Court Opinion

ID: 1217547
Source: CourtListenerOpinion
Date Created: 2013-10-30 05:04:00.851798+00
Date Added: 2024-06-11T12:05:11.909307
License: Public Domain

712 P.2d 1023 (1986)
Richard G. HELLER, Petitioner,
v.
The PEOPLE of the State of Colorado, Respondent.
No. 84SC394.
Supreme Court of Colorado, En Banc.
January 31, 1986.
*1024 Daniel J. Sears, P.C., Daniel J. Sears, Denver, for petitioner.

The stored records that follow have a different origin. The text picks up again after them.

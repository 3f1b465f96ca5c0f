//! Runner - Run フェーズ
//!
//! # フロー
//! 1. タスク集合と Target を検証して選択（I/O の前に失敗させる）
//! 2. 必要ならジョブのパーティションを消去（reset）
//! 3. タスクごとに QueryService::execute → CacheService::put
//! 4. 全タスクの実行後、失敗をまとめて報告
//!
//! # キャンセル
//! - バッチ全体がキャンセルトークンと競争する
//! - キャンセル時はこの Run が書き込んだエントリを削除し、`Cancelled` を返す
//!   （途中までの結果を「完了した Run」として Eval に見せない）

use std::sync::Arc;
use std::time::Duration;

use futures::stream::{self, StreamExt};
use tokio::sync::Mutex;
use tracing::{Instrument, debug, info, info_span, warn};

use super::context::JobContext;
use crate::domain::{
    BatchFailure, CacheError, CapabilityError, OverseerError, Phase, Target, Task, TaskId,
    failure_chain, validate_tasks,
};
use crate::ports::{CacheService, QueryService};

/// RunSettings は Runner の実行設定
#[derive(Debug, Clone)]
pub struct RunSettings {
    /// 同時に実行するクエリ数
    pub concurrency: usize,
    /// クエリごとの締め切り（None なら無制限）
    pub query_timeout: Option<Duration>,
    /// 実行前にジョブのキャッシュを消去する
    pub reset: bool,
}

impl Default for RunSettings {
    fn default() -> Self {
        Self {
            concurrency: 4,
            query_timeout: None,
            reset: false,
        }
    }
}

/// 成功した Run の結果
#[derive(Debug, Clone, PartialEq, Eq)]
pub struct RunReport {
    /// 結果をキャッシュしたタスク（選択順）
    pub cached: Vec<TaskId>,
}

/// Runner は選択したタスクを実行し、結果をジョブのキャッシュに書き込む
///
/// # 設計原則
/// - 1 タスクの失敗で他のタスクを止めない
/// - 既存エントリは上書きしない（再実行は reset が必要）
pub struct Runner {
    cache: Arc<dyn CacheService>,
    query: Arc<dyn QueryService>,
    settings: RunSettings,
}

impl Runner {
    /// 新しい Runner を作成（通常は PipelineBuilder 経由）
    pub fn new(
        cache: Arc<dyn CacheService>,
        query: Arc<dyn QueryService>,
        settings: RunSettings,
    ) -> Self {
        Self {
            cache,
            query,
            settings,
        }
    }

    /// 実行設定
    pub fn settings(&self) -> &RunSettings {
        &self.settings
    }

    /// Target に一致するタスクを実行し、結果をキャッシュ
    ///
    /// # エラー
    /// - `DuplicateTaskId` / `NoTasksConfigured`: タスク集合が不正（I/O なし）
    /// - `InvalidTarget` / `NoTasksSelected`: Target が不正または一致なし（I/O なし）
    /// - `Batch`: 一部のタスクが失敗（成功分はキャッシュ済み）
    /// - `Cancelled`: キャンセルされた（この Run の書き込みは削除済み）
    pub async fn run(
        &self,
        ctx: &JobContext,
        tasks: &[Task],
        target: &Target,
    ) -> Result<RunReport, OverseerError> {
        let span = info_span!("run", job_id = %ctx.job_id());
        self.run_inner(ctx, tasks, target).instrument(span).await
    }

    async fn run_inner(
        &self,
        ctx: &JobContext,
        tasks: &[Task],
        target: &Target,
    ) -> Result<RunReport, OverseerError> {
        validate_tasks(tasks)?;
        let selected = target.select(tasks)?;
        info!(selected = selected.len(), configured = tasks.len(), "tasks selected");

        if ctx.is_cancelled() {
            return Err(OverseerError::Cancelled);
        }

        let written = Mutex::new(Vec::new());
        let work = async {
            if self.settings.reset {
                let removed = self.cache.clear(ctx.job_id()).await?;
                info!(removed, "cleared job partition");
            }
            let outcomes: Vec<Result<TaskId, OverseerError>> = stream::iter(&selected)
                .map(|task| self.run_task(ctx, task, &written))
                .buffered(self.settings.concurrency.max(1))
                .collect()
                .await;
            Ok::<_, OverseerError>(outcomes)
        };

        let finished = tokio::select! {
            biased;
            _ = ctx.cancel_token().cancelled() => None,
            outcomes = work => Some(outcomes?),
        };
        let outcomes = match finished {
            Some(outcomes) if !ctx.is_cancelled() => outcomes,
            _ => {
                self.discard(ctx, written.into_inner()).await;
                return Err(OverseerError::Cancelled);
            }
        };

        let mut cached = Vec::new();
        let mut failures = Vec::new();
        for outcome in outcomes {
            match outcome {
                Ok(task_id) => cached.push(task_id),
                Err(e) => {
                    warn!(error = %failure_chain(&e), "task failed");
                    failures.push(e);
                }
            }
        }

        if !failures.is_empty() {
            return Err(OverseerError::Batch(BatchFailure {
                phase: Phase::Run,
                attempted: selected.len(),
                failures,
            }));
        }

        info!(cached = cached.len(), "run finished");
        Ok(RunReport { cached })
    }

    async fn run_task(
        &self,
        ctx: &JobContext,
        task: &Task,
        written: &Mutex<Vec<TaskId>>,
    ) -> Result<TaskId, OverseerError> {
        let task_id = task.id();
        debug!(%task_id, "executing query");

        let query = self.query.execute(task, ctx.cancel_token());
        let result = match self.settings.query_timeout {
            Some(limit) => tokio::time::timeout(limit, query)
                .await
                .unwrap_or(Err(CapabilityError::Timeout(limit))),
            None => query.await,
        };
        let payload = result.map_err(|source| OverseerError::TaskExecutionFailed {
            task_id: task_id.clone(),
            source,
        })?;

        self.cache
            .put(ctx.job_id(), task_id, payload)
            .await
            .map_err(|e| cache_write_error(task_id, e))?;
        written.lock().await.push(task_id.clone());

        info!(%task_id, "query result cached");
        Ok(task_id.clone())
    }

    /// キャンセルされた Run が書き込んだエントリを削除
    ///
    /// 削除の失敗はログに残すだけで、結果は `Cancelled` のまま。
    async fn discard(&self, ctx: &JobContext, written: Vec<TaskId>) {
        warn!(written = written.len(), "run cancelled; discarding partial results");
        for task_id in &written {
            if let Err(e) = self.cache.remove(ctx.job_id(), task_id).await {
                warn!(%task_id, error = %failure_chain(&e), "failed to discard cached result");
            }
        }
    }
}

fn cache_write_error(task_id: &TaskId, e: CacheError) -> OverseerError {
    match e {
        CacheError::DuplicateKey { job_id, task_id } => {
            OverseerError::DuplicateCacheKey { job_id, task_id }
        }
        source => OverseerError::CacheWriteFailed {
            task_id: task_id.clone(),
            source,
        },
    }
}
//! Domain identifiers (strongly-typed IDs).
//!
//! # JobId / TaskId: 外部から渡される文字列 ID
//! CLI フラグやクエリファイル名など、コアの外で決まる不透明な文字列です。
//! 前後の空白は取り除き、空文字列は拒否します。
//!
//! ## Phantom Type パターン
//! `Id<T>` で共通実装を 1 つにまとめ、`T` はマーカー型としてのみ使います。
//! JobId と TaskId は別の型なので、引数の取り違えはコンパイルエラーになります。
//!
//! # AlertId: コア内部で生成する UUIDv7
//! - **時刻でソート可能**: 先頭 48 bit がミリ秒タイムスタンプ
//! - **一度だけ割り当て**: Alert の構築時に [`IdGenerator`](crate::ports::IdGenerator) が発行

use serde::{Deserialize, Deserializer, Serialize, Serializer};
use std::fmt;
use std::marker::PhantomData;
use uuid::Uuid;

use super::errors::OverseerError;

/// IdMarker は文字列 ID のマーカー trait
pub trait IdMarker: Send + Sync + 'static {
    /// 空の値が渡されたときのエラー
    fn empty_error() -> OverseerError;
}

/// ジェネリック ID 型（空でない文字列）
///
/// # 例
/// ```ignore
/// let job_id = JobId::new("nightly-2024-05-01")?;
/// let task_id = TaskId::new("failed_logins")?;
/// // job_id と task_id は異なる型なので、混同できない
/// ```
#[derive(Debug, Clone, PartialEq, Eq, Hash, PartialOrd, Ord)]
pub struct Id<T: IdMarker> {
    value: String,
    _marker: PhantomData<T>,
}

impl<T: IdMarker> Id<T> {
    /// 文字列から Id を作成
    ///
    /// 前後の空白を取り除いた結果が空なら `T::empty_error()` を返す。
    pub fn new(value: impl Into<String>) -> Result<Self, OverseerError> {
        let value = value.into();
        let trimmed = value.trim();
        if trimmed.is_empty() {
            return Err(T::empty_error());
        }
        Ok(Self {
            value: trimmed.to_string(),
            _marker: PhantomData,
        })
    }

    /// 文字列表現
    pub fn as_str(&self) -> &str {
        &self.value
    }
}

impl<T: IdMarker> fmt::Display for Id<T> {
    fn fmt(&self, f: &mut fmt::Formatter<'_>) -> fmt::Result {
        f.write_str(&self.value)
    }
}

impl<T: IdMarker> AsRef<str> for Id<T> {
    fn as_ref(&self) -> &str {
        &self.value
    }
}

impl<T: IdMarker> Serialize for Id<T> {
    fn serialize<S: Serializer>(&self, serializer: S) -> Result<S::Ok, S::Error> {
        serializer.serialize_str(&self.value)
    }
}

impl<'de, T: IdMarker> Deserialize<'de> for Id<T> {
    fn deserialize<D: Deserializer<'de>>(deserializer: D) -> Result<Self, D::Error> {
        let raw = String::deserialize(deserializer)?;
        Self::new(raw).map_err(serde::de::Error::custom)
    }
}

// ========================================
// Markers
// ========================================

/// JobId のマーカー（空なら MissingJobId）
#[derive(Debug, Clone, Copy, PartialEq, Eq, Hash, PartialOrd, Ord)]
pub enum Job {}

impl IdMarker for Job {
    fn empty_error() -> OverseerError {
        OverseerError::MissingJobId
    }
}

/// TaskId のマーカー（空なら InvalidTask）
#[derive(Debug, Clone, Copy, PartialEq, Eq, Hash, PartialOrd, Ord)]
pub enum Task {}

impl IdMarker for Task {
    fn empty_error() -> OverseerError {
        OverseerError::InvalidTask("task id must not be empty".to_string())
    }
}

/// 1 回の Run/Eval サイクルの ID。キャッシュのパーティションキー
pub type JobId = Id<Job>;

/// クエリ 1 件の ID。Run の中で一意
pub type TaskId = Id<Task>;

/// Alert の ID（UUIDv7）。構築時に一度だけ割り当てる
#[repr(transparent)]
#[derive(Debug, Clone, Copy, PartialEq, Eq, Hash, PartialOrd, Ord, Serialize, Deserialize)]
#[serde(transparent)]
pub struct AlertId(Uuid);

impl AlertId {
    /// UUID から AlertId を作成
    pub fn from_uuid(uuid: Uuid) -> Self {
        Self(uuid)
    }

    /// 内部の UUID を取得
    pub fn as_uuid(&self) -> Uuid {
        self.0
    }
}

impl From<Uuid> for AlertId {
    fn from(uuid: Uuid) -> Self {
        Self::from_uuid(uuid)
    }
}

impl fmt::Display for AlertId {
    fn fmt(&self, f: &mut fmt::Formatter<'_>) -> fmt::Result {
        self.0.hyphenated().fmt(f)
    }
}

Norman S. Early, Jr., Dist. Atty., Brooke Wunnicke, Chief Appellate Deputy Dist. Atty., Valerie Morgan-Alston, Deputy Dist. Atty., Denver, for respondent.
PER CURIAM.
We granted certiorari to consider the decision of the court of appeals in Heller v. People, 698 P.2d 1357 (Colo.App.1984), which affirmed the conviction of the defendant, Richard G. Heller, on four counts of securities fraud. One of the issues on which we granted certiorari was whether the trial court erred in instructing the jury that good faith is not a defense to the charge of fraudulent and other prohibited practices in the sale of securities.
In People v. Riley, 708 P.2d 1359 (Colo. 1985), we held that such an instruction was erroneous and irreconcilable with the requisite culpability for a securities fraud violation. Our holding in Riley is controlling here and requires that the judgment of the court of appeals be reversed. With respect to the other issue on which the writ of certiorari issued, we now discharge the writ as improvidently granted.
The judgment is accordingly reversed, and this case is returned to the court of appeals with directions to remand the case to the district court for a new trial.